━━━ INFORMATION SHOWN ━━━
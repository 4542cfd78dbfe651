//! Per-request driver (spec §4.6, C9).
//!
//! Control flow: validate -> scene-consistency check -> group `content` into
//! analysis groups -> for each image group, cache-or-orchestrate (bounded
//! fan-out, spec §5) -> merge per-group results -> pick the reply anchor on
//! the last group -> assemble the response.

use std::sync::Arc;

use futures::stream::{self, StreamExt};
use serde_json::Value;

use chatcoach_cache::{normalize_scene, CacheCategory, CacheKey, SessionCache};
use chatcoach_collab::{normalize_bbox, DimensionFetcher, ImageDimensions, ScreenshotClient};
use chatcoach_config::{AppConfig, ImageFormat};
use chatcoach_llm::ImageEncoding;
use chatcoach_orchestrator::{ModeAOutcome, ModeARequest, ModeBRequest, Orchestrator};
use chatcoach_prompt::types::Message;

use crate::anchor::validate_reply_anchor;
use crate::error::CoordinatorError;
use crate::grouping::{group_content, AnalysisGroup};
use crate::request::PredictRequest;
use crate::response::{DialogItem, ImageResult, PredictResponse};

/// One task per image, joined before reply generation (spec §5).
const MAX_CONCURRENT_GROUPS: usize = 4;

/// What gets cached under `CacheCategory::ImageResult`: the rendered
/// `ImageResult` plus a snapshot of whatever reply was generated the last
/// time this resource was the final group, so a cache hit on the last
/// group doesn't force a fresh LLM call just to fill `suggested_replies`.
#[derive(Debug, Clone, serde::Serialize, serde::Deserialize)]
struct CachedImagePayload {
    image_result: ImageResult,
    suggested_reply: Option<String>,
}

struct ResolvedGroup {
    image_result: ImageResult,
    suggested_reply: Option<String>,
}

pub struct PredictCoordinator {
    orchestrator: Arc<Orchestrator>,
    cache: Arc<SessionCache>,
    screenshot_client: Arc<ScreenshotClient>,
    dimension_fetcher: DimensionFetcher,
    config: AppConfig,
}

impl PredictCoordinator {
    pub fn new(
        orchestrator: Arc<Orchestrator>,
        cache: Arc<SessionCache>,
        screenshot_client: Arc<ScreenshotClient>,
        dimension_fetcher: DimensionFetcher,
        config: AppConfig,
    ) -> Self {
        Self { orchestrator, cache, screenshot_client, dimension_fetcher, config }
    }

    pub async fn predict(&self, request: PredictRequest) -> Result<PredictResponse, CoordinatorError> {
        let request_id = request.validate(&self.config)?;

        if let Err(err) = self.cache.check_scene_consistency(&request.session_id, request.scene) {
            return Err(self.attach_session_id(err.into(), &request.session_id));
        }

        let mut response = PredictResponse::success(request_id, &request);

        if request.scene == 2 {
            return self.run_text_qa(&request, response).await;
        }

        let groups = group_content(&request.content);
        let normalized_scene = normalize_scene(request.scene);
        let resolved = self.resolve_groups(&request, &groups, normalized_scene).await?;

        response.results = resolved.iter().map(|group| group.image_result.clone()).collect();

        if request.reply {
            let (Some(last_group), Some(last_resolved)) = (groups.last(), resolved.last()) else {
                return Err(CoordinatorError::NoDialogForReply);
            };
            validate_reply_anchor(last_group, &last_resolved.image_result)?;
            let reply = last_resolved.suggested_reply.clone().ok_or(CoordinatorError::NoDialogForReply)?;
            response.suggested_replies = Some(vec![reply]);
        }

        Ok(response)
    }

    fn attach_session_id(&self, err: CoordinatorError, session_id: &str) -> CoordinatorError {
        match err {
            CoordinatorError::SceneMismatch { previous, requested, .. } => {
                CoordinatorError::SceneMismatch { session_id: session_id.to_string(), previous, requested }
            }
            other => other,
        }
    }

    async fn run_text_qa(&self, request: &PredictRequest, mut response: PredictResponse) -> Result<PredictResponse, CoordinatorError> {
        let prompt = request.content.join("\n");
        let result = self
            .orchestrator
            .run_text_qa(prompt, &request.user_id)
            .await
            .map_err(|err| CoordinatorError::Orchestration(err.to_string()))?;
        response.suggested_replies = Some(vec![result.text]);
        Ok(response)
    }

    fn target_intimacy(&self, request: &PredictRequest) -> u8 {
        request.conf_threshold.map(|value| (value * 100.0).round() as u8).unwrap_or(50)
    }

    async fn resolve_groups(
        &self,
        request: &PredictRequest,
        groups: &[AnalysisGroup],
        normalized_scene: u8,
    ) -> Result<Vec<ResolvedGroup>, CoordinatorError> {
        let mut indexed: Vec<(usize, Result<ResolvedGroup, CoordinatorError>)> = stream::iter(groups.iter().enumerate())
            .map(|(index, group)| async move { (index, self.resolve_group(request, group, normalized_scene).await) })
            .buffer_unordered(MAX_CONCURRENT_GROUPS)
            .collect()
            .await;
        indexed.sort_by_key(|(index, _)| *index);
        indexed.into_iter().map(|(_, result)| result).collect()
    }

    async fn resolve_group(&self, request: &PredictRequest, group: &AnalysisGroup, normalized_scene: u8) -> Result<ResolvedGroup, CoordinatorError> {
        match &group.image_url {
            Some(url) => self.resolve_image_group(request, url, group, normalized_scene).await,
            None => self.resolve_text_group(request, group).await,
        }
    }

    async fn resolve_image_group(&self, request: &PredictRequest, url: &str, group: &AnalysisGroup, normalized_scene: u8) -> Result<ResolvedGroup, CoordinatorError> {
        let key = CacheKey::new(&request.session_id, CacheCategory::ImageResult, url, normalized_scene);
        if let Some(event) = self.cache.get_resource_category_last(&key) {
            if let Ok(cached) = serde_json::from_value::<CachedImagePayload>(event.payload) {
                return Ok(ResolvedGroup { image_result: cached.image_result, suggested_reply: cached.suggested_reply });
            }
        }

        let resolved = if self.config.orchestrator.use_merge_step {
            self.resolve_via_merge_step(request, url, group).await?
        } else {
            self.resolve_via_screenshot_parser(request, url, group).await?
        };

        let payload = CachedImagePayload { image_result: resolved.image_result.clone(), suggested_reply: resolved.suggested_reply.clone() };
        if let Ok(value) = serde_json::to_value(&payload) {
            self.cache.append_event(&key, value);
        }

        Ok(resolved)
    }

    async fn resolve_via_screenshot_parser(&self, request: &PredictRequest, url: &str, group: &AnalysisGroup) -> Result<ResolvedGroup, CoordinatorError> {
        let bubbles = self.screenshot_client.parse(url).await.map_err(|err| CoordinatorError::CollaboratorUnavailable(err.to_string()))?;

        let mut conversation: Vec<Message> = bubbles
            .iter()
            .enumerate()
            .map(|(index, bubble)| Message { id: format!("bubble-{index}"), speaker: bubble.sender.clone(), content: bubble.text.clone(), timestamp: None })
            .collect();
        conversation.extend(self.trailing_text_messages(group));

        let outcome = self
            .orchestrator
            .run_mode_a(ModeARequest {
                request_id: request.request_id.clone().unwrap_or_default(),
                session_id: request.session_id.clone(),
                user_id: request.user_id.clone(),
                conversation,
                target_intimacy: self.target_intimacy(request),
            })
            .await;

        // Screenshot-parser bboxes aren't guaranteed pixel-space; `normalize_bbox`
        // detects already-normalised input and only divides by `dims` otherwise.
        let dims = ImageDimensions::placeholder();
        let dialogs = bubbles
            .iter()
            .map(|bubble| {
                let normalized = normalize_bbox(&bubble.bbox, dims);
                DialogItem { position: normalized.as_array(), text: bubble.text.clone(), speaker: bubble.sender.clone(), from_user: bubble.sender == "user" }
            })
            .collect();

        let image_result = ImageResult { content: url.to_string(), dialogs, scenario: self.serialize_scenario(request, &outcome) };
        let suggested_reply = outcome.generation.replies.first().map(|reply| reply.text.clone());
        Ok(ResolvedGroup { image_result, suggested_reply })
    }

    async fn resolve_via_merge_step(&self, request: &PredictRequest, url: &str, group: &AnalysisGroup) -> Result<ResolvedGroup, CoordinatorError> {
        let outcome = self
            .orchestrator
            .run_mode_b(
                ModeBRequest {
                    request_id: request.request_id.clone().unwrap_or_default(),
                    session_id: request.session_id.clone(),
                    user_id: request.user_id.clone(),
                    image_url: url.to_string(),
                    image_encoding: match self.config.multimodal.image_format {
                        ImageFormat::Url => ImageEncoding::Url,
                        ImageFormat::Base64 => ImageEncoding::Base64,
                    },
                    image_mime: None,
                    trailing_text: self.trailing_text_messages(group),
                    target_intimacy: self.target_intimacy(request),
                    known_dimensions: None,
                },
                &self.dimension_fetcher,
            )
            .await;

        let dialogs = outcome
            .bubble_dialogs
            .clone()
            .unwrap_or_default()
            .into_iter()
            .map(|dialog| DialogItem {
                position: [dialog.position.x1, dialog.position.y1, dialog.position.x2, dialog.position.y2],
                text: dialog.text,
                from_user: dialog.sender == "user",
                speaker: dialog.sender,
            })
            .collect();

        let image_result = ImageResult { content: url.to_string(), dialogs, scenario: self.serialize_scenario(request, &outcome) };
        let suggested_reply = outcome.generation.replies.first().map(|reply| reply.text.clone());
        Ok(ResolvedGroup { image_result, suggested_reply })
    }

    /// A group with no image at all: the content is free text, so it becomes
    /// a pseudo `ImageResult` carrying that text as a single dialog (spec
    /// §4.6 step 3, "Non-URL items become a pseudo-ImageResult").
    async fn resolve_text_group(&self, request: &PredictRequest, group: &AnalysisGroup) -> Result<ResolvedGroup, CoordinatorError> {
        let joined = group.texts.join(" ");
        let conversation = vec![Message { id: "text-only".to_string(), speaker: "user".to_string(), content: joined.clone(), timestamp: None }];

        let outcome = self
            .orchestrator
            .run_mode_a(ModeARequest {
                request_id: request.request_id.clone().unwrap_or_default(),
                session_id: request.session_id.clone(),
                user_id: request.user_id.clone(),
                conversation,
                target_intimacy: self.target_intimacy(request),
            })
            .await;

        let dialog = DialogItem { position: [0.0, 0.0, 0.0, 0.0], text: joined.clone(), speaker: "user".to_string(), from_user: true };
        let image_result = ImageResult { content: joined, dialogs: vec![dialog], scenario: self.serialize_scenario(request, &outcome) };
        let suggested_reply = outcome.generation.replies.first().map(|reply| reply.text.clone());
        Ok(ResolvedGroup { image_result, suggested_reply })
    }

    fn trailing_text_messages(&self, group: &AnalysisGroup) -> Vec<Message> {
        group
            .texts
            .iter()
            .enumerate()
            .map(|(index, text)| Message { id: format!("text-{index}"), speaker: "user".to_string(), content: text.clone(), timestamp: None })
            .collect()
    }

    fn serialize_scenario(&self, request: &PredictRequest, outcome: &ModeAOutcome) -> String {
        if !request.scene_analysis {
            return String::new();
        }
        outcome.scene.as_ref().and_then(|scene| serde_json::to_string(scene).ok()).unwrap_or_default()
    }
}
━━━
━━━ INFORMATION SHOWN ━━━
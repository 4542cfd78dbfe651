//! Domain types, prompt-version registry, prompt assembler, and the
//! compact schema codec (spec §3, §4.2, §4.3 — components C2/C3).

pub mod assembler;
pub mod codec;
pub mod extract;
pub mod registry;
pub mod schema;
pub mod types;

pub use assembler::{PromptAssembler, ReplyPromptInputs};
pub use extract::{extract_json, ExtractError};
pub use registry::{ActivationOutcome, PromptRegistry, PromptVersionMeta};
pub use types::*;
━━━
━━━ INFORMATION SHOWN ━━━
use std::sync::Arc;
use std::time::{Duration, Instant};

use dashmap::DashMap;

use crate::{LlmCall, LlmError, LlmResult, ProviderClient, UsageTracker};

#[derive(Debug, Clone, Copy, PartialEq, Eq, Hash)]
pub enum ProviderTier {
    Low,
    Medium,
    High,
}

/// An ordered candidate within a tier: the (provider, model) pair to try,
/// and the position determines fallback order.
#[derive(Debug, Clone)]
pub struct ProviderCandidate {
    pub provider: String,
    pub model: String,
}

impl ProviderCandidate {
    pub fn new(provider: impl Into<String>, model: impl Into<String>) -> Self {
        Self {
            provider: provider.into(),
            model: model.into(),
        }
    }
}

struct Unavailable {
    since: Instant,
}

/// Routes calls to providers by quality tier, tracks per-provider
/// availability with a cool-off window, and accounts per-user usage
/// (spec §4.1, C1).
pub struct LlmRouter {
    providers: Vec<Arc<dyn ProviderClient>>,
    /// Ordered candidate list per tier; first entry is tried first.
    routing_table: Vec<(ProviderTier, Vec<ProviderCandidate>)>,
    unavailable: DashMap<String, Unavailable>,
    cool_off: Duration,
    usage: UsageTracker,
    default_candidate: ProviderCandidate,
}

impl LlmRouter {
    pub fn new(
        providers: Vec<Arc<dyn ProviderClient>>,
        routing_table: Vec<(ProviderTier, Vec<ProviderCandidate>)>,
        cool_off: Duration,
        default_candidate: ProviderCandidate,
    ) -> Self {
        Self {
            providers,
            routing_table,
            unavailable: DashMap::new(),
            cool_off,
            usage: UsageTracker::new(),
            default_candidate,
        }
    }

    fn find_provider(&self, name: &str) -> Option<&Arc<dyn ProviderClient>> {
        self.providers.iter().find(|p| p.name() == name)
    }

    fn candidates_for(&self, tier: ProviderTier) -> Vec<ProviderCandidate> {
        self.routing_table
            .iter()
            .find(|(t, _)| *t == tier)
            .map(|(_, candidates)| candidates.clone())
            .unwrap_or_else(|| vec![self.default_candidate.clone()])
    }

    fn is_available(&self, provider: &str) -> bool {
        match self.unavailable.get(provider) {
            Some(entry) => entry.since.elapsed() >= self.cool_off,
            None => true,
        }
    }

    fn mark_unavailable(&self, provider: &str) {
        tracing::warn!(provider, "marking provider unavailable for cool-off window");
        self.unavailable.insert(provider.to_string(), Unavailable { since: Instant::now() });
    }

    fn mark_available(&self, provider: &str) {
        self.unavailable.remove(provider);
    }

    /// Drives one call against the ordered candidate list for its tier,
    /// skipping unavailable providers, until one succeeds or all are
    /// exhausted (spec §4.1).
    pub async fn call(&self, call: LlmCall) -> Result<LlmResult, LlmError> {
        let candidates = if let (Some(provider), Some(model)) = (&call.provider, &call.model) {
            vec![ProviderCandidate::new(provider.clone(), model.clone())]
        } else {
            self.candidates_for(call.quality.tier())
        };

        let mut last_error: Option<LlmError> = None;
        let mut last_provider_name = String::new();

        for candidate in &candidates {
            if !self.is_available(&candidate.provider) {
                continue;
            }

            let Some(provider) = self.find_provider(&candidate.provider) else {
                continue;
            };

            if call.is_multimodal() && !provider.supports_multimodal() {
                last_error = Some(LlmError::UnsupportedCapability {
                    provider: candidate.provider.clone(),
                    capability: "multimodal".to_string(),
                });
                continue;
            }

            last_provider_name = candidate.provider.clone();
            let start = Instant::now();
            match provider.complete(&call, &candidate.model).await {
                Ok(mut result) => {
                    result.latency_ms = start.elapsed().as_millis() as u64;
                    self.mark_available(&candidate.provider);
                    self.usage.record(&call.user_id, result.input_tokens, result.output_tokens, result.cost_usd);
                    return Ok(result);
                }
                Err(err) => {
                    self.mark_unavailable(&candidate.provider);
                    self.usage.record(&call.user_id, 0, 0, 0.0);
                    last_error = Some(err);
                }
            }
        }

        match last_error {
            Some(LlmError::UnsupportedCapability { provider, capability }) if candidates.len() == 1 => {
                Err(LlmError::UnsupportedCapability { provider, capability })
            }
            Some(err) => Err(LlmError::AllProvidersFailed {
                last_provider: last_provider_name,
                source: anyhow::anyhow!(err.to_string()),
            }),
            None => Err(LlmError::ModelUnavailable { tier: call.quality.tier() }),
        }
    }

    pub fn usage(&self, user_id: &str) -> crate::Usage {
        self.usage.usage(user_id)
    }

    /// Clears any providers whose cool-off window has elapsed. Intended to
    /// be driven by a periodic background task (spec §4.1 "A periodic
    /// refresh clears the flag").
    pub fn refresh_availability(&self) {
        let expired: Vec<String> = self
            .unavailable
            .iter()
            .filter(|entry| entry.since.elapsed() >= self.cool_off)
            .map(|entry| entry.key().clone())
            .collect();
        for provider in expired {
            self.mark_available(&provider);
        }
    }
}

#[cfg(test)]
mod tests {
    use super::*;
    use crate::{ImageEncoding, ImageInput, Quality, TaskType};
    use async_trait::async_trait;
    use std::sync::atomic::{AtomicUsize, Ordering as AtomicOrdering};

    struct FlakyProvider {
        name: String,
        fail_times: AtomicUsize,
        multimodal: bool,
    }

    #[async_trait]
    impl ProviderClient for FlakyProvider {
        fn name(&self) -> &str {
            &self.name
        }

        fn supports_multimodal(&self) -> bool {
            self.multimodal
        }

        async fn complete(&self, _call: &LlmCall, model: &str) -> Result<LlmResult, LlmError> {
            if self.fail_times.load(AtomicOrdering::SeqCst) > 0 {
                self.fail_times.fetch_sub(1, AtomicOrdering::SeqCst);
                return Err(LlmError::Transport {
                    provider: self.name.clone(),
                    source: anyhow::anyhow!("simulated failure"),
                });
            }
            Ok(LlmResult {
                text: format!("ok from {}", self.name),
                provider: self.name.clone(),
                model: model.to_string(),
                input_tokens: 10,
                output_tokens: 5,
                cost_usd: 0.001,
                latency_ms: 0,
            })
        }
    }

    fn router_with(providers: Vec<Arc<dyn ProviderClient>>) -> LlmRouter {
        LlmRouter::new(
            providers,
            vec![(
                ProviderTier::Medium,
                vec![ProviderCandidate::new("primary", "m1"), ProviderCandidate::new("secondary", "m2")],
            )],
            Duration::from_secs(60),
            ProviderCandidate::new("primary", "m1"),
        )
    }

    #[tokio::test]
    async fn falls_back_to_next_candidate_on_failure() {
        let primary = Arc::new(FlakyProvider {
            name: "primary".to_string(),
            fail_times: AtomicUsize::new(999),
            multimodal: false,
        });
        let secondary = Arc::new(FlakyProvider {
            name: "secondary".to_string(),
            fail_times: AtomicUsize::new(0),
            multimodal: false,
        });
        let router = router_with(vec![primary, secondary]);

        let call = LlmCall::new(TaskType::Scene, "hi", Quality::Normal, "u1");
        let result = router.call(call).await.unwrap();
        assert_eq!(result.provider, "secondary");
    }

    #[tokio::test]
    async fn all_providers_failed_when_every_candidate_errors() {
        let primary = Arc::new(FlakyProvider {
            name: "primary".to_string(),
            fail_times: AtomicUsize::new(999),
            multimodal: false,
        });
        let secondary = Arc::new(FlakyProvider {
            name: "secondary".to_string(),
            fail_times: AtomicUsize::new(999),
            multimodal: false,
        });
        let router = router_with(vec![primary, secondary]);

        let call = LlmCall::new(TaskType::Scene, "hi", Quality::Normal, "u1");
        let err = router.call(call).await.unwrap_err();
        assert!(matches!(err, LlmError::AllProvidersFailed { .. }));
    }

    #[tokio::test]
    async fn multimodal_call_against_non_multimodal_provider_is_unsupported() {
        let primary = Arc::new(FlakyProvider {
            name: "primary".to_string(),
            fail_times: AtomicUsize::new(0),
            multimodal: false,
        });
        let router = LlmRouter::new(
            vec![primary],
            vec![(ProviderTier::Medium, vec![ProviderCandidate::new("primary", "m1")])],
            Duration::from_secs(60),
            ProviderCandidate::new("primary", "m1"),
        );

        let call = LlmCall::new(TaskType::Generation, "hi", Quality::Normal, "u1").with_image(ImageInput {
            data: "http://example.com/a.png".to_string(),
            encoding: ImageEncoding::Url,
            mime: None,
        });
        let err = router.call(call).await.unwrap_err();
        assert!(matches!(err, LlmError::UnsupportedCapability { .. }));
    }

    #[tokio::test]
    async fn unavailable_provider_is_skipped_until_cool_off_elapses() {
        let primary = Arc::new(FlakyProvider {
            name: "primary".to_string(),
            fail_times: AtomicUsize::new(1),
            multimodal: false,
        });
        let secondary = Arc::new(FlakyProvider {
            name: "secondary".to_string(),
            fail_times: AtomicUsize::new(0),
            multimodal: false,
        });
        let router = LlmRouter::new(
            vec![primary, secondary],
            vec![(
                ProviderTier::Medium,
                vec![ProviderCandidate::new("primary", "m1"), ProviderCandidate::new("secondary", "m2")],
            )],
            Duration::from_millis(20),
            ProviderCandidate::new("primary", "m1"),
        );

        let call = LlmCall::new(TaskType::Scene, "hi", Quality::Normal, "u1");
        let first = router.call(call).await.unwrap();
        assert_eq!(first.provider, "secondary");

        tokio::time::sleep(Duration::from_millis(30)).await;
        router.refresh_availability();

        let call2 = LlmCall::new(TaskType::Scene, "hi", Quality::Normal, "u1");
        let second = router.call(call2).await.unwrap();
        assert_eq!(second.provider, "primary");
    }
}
━━━
- TO DO:
Look for "SceneMismatch" in each line of the material, then copy the lines where it is found.

- WRITTEN RESPONSE:
            CoordinatorError::SceneMismatch { previous, requested, .. } => {
                CoordinatorError::SceneMismatch { session_id: session_id.to_string(), previous, requested }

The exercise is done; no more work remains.